Data for this exercise below:

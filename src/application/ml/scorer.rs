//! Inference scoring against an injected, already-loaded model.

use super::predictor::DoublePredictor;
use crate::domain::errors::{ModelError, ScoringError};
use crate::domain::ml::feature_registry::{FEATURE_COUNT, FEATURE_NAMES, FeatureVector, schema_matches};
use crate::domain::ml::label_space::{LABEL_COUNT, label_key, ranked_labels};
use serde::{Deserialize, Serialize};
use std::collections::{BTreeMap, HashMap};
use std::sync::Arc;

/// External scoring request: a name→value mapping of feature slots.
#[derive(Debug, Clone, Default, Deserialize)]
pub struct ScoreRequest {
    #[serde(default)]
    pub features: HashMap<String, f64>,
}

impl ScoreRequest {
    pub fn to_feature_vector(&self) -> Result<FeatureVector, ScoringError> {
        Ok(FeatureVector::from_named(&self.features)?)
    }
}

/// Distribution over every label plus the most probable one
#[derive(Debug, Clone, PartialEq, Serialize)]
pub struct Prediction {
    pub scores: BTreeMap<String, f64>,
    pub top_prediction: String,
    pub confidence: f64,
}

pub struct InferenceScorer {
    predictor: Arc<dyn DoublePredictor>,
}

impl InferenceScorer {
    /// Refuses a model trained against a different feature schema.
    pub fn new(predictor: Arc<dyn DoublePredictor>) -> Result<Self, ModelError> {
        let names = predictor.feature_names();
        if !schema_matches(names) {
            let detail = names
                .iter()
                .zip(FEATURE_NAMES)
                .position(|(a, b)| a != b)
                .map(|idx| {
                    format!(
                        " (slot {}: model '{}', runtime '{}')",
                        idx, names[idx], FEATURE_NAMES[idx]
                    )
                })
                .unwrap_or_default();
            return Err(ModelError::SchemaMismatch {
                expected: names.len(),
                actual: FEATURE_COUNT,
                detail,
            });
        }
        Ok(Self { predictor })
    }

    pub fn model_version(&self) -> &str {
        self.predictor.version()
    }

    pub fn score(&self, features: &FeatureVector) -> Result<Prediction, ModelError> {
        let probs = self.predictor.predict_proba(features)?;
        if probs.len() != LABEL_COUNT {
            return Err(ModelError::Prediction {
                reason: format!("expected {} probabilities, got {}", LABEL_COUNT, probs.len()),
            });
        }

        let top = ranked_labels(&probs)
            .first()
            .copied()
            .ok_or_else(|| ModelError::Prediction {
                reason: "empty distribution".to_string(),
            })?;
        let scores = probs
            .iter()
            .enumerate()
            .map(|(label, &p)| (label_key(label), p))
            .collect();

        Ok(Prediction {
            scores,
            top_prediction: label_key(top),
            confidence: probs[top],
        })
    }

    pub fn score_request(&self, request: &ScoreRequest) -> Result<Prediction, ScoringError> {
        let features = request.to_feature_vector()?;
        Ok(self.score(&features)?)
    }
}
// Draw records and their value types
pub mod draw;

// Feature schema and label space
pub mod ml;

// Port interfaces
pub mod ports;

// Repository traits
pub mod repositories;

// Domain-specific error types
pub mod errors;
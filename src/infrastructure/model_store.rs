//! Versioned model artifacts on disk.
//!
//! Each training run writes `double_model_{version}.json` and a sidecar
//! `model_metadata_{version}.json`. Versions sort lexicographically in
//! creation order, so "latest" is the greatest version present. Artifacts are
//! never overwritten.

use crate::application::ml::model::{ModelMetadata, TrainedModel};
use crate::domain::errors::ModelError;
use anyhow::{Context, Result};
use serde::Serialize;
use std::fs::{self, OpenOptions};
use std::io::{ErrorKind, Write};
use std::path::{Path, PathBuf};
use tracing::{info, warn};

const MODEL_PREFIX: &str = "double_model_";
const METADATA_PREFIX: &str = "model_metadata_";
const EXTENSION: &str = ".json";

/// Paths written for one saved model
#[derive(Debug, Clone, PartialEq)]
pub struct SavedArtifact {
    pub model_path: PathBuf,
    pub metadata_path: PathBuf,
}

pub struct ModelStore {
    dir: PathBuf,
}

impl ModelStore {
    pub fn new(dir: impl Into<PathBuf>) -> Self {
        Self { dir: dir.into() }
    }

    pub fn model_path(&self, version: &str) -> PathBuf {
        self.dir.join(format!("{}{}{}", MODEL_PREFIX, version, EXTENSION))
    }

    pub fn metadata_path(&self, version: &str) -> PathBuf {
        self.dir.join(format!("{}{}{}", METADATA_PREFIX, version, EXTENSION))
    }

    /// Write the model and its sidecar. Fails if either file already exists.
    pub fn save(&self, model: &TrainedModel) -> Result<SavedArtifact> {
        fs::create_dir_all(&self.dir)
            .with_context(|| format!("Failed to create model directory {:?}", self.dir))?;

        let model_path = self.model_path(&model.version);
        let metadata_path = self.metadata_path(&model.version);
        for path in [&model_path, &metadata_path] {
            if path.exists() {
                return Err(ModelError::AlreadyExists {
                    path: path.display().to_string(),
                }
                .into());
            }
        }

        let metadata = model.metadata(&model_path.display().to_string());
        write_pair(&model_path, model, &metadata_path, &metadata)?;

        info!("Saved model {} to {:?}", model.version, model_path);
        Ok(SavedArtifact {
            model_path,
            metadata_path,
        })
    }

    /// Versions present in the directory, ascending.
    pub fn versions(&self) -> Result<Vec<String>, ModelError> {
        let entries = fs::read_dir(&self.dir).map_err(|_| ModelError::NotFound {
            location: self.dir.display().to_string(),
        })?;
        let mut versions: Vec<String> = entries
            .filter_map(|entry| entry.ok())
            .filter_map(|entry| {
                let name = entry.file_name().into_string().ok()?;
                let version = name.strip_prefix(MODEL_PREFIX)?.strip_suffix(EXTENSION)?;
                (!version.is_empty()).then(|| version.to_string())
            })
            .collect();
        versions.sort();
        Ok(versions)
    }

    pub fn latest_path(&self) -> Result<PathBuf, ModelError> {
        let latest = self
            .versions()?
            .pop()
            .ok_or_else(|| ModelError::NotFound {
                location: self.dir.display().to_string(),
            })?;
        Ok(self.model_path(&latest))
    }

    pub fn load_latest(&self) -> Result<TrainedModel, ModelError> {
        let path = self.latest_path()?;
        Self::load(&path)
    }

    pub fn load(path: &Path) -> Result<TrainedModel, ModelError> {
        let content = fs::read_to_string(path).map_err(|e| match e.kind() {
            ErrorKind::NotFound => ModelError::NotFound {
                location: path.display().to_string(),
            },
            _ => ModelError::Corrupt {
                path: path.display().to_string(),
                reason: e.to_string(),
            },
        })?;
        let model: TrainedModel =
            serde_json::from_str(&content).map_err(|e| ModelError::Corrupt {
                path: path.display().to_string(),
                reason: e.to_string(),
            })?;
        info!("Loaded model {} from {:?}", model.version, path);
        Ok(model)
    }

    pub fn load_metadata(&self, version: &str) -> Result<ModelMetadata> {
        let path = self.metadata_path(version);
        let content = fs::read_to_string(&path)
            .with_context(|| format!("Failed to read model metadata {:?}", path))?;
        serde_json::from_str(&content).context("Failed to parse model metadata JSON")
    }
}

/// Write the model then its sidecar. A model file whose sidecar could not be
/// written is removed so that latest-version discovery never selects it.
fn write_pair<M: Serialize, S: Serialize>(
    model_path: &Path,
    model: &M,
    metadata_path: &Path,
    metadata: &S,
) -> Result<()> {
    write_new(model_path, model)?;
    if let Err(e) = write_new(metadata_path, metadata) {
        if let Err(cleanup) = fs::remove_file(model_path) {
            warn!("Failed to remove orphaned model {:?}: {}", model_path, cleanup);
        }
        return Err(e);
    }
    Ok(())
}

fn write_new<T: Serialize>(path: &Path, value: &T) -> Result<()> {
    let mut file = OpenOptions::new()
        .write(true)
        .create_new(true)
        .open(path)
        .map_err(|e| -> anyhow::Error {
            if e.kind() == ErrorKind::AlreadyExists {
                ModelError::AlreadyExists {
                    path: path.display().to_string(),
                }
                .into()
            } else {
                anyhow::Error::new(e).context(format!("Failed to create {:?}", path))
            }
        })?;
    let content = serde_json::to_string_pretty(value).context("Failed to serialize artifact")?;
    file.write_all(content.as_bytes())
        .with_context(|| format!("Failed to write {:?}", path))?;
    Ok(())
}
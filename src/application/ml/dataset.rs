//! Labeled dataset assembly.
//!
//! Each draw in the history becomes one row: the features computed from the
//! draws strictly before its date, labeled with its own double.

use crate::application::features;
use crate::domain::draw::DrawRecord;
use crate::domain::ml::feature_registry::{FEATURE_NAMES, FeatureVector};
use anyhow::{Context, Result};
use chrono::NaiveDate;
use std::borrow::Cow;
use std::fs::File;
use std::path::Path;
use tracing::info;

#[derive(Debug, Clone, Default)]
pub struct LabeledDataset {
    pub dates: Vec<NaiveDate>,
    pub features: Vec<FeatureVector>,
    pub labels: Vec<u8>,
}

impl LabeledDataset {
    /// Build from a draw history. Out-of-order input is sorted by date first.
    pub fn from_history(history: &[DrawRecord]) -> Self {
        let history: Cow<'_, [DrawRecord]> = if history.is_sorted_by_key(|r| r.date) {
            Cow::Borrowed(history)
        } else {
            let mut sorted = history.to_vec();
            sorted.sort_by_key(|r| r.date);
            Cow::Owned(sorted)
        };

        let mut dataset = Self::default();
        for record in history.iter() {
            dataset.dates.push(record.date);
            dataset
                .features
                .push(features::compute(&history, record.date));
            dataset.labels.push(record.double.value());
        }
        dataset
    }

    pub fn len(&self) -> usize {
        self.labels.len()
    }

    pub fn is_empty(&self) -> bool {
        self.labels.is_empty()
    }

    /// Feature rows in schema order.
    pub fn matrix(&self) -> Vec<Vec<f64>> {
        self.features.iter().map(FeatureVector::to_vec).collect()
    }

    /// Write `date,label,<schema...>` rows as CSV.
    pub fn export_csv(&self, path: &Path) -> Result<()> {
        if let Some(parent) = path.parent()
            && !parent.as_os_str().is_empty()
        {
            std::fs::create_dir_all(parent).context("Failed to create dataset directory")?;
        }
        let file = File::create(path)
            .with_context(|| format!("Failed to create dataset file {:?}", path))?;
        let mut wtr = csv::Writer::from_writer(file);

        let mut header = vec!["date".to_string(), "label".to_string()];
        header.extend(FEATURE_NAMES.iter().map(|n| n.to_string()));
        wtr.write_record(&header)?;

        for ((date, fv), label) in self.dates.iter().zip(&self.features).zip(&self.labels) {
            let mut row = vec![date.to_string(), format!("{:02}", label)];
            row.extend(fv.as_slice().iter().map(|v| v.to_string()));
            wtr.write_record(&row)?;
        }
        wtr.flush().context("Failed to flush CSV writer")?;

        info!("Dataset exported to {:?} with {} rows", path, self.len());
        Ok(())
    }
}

End of Data for this exercise.
Data for this exercise below:

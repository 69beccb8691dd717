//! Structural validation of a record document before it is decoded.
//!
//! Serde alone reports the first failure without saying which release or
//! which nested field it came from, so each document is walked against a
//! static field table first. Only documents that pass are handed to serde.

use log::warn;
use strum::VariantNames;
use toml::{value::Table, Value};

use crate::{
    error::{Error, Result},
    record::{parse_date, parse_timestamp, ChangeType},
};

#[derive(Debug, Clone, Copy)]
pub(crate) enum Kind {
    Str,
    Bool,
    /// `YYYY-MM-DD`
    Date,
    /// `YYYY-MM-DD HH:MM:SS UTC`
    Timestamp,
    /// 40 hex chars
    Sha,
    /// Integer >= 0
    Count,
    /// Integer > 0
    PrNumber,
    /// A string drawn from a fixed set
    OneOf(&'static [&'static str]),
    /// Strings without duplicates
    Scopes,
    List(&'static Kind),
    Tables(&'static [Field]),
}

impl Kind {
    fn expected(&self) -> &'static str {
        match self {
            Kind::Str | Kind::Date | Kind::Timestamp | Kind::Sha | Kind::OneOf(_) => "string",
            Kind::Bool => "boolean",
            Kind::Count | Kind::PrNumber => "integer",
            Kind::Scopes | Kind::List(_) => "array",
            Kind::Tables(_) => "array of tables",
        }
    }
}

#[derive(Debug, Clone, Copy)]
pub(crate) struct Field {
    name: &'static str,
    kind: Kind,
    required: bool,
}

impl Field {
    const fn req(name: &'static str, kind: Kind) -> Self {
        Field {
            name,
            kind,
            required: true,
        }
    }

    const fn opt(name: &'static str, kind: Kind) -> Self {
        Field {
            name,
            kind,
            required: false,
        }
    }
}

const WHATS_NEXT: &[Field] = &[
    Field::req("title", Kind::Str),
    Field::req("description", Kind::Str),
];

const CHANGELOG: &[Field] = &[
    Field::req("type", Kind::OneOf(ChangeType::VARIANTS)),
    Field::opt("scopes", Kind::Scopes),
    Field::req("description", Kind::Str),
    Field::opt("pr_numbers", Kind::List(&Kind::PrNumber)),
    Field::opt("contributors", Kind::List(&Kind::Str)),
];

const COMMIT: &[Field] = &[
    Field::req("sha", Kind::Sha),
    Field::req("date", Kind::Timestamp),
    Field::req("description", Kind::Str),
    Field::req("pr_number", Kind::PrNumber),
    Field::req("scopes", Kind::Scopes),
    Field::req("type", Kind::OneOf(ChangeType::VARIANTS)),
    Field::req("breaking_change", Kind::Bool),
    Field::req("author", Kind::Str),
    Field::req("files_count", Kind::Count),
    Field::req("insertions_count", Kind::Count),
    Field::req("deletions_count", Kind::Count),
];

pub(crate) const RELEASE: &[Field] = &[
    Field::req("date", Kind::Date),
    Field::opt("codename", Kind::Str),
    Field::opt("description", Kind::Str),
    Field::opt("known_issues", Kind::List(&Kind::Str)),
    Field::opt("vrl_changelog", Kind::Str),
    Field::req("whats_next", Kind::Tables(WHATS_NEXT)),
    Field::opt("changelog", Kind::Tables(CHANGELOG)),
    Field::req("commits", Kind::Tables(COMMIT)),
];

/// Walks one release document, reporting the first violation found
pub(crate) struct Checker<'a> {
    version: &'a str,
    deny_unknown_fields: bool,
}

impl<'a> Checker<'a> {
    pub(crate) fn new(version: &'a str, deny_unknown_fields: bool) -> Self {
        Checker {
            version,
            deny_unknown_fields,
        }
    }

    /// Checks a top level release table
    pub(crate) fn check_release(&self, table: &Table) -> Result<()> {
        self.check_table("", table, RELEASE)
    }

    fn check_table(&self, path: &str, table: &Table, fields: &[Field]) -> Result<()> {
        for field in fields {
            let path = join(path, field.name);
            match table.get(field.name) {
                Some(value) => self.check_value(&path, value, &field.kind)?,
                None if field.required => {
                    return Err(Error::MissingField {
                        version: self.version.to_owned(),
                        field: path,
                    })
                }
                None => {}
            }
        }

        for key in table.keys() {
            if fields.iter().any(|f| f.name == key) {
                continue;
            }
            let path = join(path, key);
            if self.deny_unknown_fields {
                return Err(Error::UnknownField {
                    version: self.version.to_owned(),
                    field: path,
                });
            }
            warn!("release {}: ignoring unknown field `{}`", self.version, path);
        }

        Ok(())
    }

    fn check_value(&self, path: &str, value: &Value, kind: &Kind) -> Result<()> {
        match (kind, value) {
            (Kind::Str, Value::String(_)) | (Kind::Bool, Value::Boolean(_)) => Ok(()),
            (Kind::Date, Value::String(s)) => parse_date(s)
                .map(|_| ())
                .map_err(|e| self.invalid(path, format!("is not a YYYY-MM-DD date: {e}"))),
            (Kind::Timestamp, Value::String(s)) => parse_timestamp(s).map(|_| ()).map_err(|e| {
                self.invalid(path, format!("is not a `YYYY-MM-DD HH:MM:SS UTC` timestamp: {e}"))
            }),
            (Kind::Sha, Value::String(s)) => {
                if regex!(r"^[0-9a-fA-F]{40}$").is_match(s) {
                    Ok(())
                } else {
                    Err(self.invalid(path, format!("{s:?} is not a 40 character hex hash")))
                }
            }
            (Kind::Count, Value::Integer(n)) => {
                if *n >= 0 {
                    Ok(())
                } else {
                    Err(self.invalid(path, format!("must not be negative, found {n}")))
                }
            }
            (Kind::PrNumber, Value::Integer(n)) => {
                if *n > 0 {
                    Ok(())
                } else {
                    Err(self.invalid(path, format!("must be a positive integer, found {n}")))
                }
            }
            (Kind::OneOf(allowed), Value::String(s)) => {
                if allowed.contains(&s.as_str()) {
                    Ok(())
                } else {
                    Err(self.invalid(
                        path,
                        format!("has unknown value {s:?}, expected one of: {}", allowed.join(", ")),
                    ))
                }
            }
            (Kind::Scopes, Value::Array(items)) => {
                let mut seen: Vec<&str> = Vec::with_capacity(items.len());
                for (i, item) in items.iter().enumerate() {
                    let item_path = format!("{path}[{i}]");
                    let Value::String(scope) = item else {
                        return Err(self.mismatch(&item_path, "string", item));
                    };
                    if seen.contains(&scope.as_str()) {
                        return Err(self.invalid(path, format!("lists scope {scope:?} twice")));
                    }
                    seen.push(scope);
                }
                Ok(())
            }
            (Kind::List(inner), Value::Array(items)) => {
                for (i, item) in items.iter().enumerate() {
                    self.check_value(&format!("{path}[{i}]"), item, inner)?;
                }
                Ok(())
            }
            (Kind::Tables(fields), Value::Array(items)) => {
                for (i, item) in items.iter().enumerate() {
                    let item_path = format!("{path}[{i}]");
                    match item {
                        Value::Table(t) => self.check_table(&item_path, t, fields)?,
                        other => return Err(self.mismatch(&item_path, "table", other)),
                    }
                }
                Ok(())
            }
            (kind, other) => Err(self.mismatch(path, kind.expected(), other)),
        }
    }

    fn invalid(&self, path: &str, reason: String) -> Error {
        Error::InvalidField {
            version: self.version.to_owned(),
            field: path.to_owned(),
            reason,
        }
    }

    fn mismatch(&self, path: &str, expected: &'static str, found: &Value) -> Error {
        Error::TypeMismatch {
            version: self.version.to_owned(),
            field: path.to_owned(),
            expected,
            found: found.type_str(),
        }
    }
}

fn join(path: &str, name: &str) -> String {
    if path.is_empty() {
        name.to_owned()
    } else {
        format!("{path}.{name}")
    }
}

End of Data for this exercise.

▶ [Exercise]: Your answer should be only the number of lines in the entries above that hold the string "derive".

▶ [Problem solution]: 6